If you have known me for any amount of time, you have been witness to my struggle and occasional victory with weight loss.  UGH!  It is the hardest and most constant struggle I’ve ever had.

It began when I was young, and I didn’t get to have any hand-me-downs from my sisters because I was larger and taller than they were.   I always felt different.  In high school, while walking to the track  in my “sexy” little-knit P.E. uniform (enter sarcasm) and a male classmate hollered at me from behind to ask, “What are those dimples on the back of your thighs?”   Enter cellulite.  My next memory was when I was riding home with the most popular girl in our class of over 500,  again in my favorite P.E. uniform, and I noticed when she shifted gears in her car, her legs were so stinking thin!  I looked at her legs and looked at mine and back and forth countless times.  Enter peer pressure.
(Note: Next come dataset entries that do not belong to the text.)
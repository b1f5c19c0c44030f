pub mod add_node_use_case;
pub mod list_nodes_use_case;
pub mod lookup_key_use_case;
pub mod remove_node_use_case;
pub mod reweight_node_use_case;

pub use add_node_use_case::AddNodeUseCase;
pub use list_nodes_use_case::ListNodesUseCase;
pub use lookup_key_use_case::LookupKeyUseCase;
pub use remove_node_use_case::RemoveNodeUseCase;
pub use reweight_node_use_case::ReweightNodeUseCase;

use crate::core::domain::models::AppError;

pub(crate) fn require(value: &str, what: &str) -> Result<(), AppError> {
    if value.is_empty() {
        return Err(AppError::BadRequest(format!("{what} is empty")));
    }

    Ok(())
}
The kicker was when my mother told me she wanted to introduce me to an engineer where she worked as soon as I lost 15 lbs. Enter lack of self-worth!  I wonder what each of you is thinking at this point.  Are you perhaps curious as to what size I was?  Well, I’ll tell you and I would honestly give anything to be that size again.  I was 5 ft. 9 1/2 in. and weighed 140-145 lbs and a size 12-14.

The author in high school

After the birth of my first child, I began to pack on the pounds due to stress, lack of sleep from a sickly little boy and severe post-partum depression.  The depression is another blog post in itself.  I promise it is an incredible, inspiring story and I share it as often as I can. I settled in at about 65 pounds heavier than I was before pregnancy and lived contently that way for the next few years.

When we started planning for our second child, I wanted to start out healthier since I had gained 40 pounds during the pregnancy with my first child.  I walked a mile a day on the treadmill and cut out all sweets and dropped 100 pounds pronto!  It felt so good.  I only gained 25 pounds with this pregnancy, so I was looking and feeling great.  My second son spent the first two weeks in NICU and was also a very sickly baby. When this Momma’s stressed, she eats.  And it’s not healthy stuff, sad to say.  I packed on every one of those pounds I had previously lost.  Back to square one complete with voices of failure shouting in my head.
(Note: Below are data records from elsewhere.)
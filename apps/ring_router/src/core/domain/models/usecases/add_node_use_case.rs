#[derive(Debug)]
pub struct AddNodeUseCaseInput {
    pub pool: String,
    pub node_id: String,
    pub weight: u32,
}

#[derive(Debug)]
pub struct AddNodeUseCaseOutput {
    pub success: bool,
}
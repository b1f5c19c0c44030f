#[derive(Debug, Clone, PartialEq, Eq)]
pub enum Command {
    Add {
        pool: String,
        node_id: String,
        weight: u32,
    },
    Remove {
        pool: String,
        node_id: String,
    },
    Reweight {
        pool: String,
        node_id: String,
        weight: u32,
    },
    Lookup {
        pool: String,
        key: String,
    },
    Replicas {
        pool: String,
        key: String,
        count: usize,
    },
    Nodes {
        pool: String,
    },
    Pools,
    Hash {
        key: String,
    },
    Quit,
    /// Known command with bad arguments; carries the usage line.
    Invalid(String),
    Unknown(String),
}
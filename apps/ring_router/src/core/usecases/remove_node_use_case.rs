use std::sync::Arc;

use app_core::{UseCase, UseCaseValidatable};
use async_trait::async_trait;
use tracing::info;

use crate::core::{
    domain::{
        models::{
            AppError,
            usecases::{RemoveNodeUseCaseInput, RemoveNodeUseCaseOutput},
        },
        services::ConsistentHasherService,
    },
    usecases::require,
};

pub struct RemoveNodeUseCase {
    hasher_service: Arc<dyn ConsistentHasherService>,
}

impl RemoveNodeUseCase {
    pub fn new(hasher_service: Arc<dyn ConsistentHasherService>) -> Self {
        Self { hasher_service }
    }
}

#[async_trait]
impl UseCase for RemoveNodeUseCase {
    type Input = RemoveNodeUseCaseInput;
    type Output = RemoveNodeUseCaseOutput;
    type Error = AppError;

    async fn execute(
        &self,
        input: RemoveNodeUseCaseInput,
    ) -> Result<RemoveNodeUseCaseOutput, AppError> {
        self.hasher_service
            .remove_node(&input.pool, &input.node_id)?;

        info!(pool = %input.pool, node = %input.node_id, "node removed");

        Ok(RemoveNodeUseCaseOutput { success: true })
    }
}

#[async_trait]
impl UseCaseValidatable for RemoveNodeUseCase {
    async fn validate(&self, input: &RemoveNodeUseCaseInput) -> Result<(), AppError> {
        require(&input.pool, "Pool")?;
        require(&input.node_id, "Node id")
    }
}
After seven years, God impressed upon us to have more children (again, another blog post).  I immediately set out to lose those same dastardly pounds I had toyed with in my adult life.  Without sweets, I dropped 100 pounds and with added prayer gave birth to a healthy, precious baby girl.  Being nearly 40 years old, I was much wiser than when I delivered at 24.  I only gained eight pounds during the pregnancy.  My angel weighed 7 pounds, 11 ounces.  Life was great.  When she was seven months old, I conceived again, and as you can probably tell by now when I am stressed, I turn to the pantry and plate section and console myself.  I was overwhelmed with four children.  Although I love children, to be brutally honest, I am not wired to be a laid-back parent.  I was very hands-on, hovering mother with all four children and couldn’t seem to balance all that it entails as well as what I dreamed I could.  I was homeschooling a 10th grader and a 5th grader and had two little ones under two to care for, and my latest addition was sickly too.

Several years later, serious medical problems forced me to have a complete hysterectomy and with that surgery came a surprise bonus of a 25-pound weight gain.  I had read every book available on hysterectomies, and I had not run across that tasty tidbit in any of my research.  (No pun intended).

Warp speed to current day.  I have continued the struggle of gaining and losing weight.  I have at least five sizes of clothes in my closet at all times.  I have fought demons, dealt with past failures and lack of self-esteem.  I have run to the mountaintop and screamed, “Hallelujah” each time I reached a goal and then on a much quieter note yelled, “Here we go again” when those pants get more difficult to button.  My friends love me through thick and thin (literally)  and are so supportive.  My husband must wear rose-colored glasses because he is madly in love with me whether I’m itty bitty or big butt Bertha (no offense to any Bertha’s out there).

I am blessed, and I must remember my triumphs, my supportive family and friends as I once again tread those dietary waters.  I will repeat what I used four years ago when I lost 80 pounds for my son’s wedding:  a high protein diet.  It works for me.  While my second son is preparing for his wedding, I need to get this horse hitched up and start on my next weight-loss journey.

Pray for me and feel free to share your scale stories too.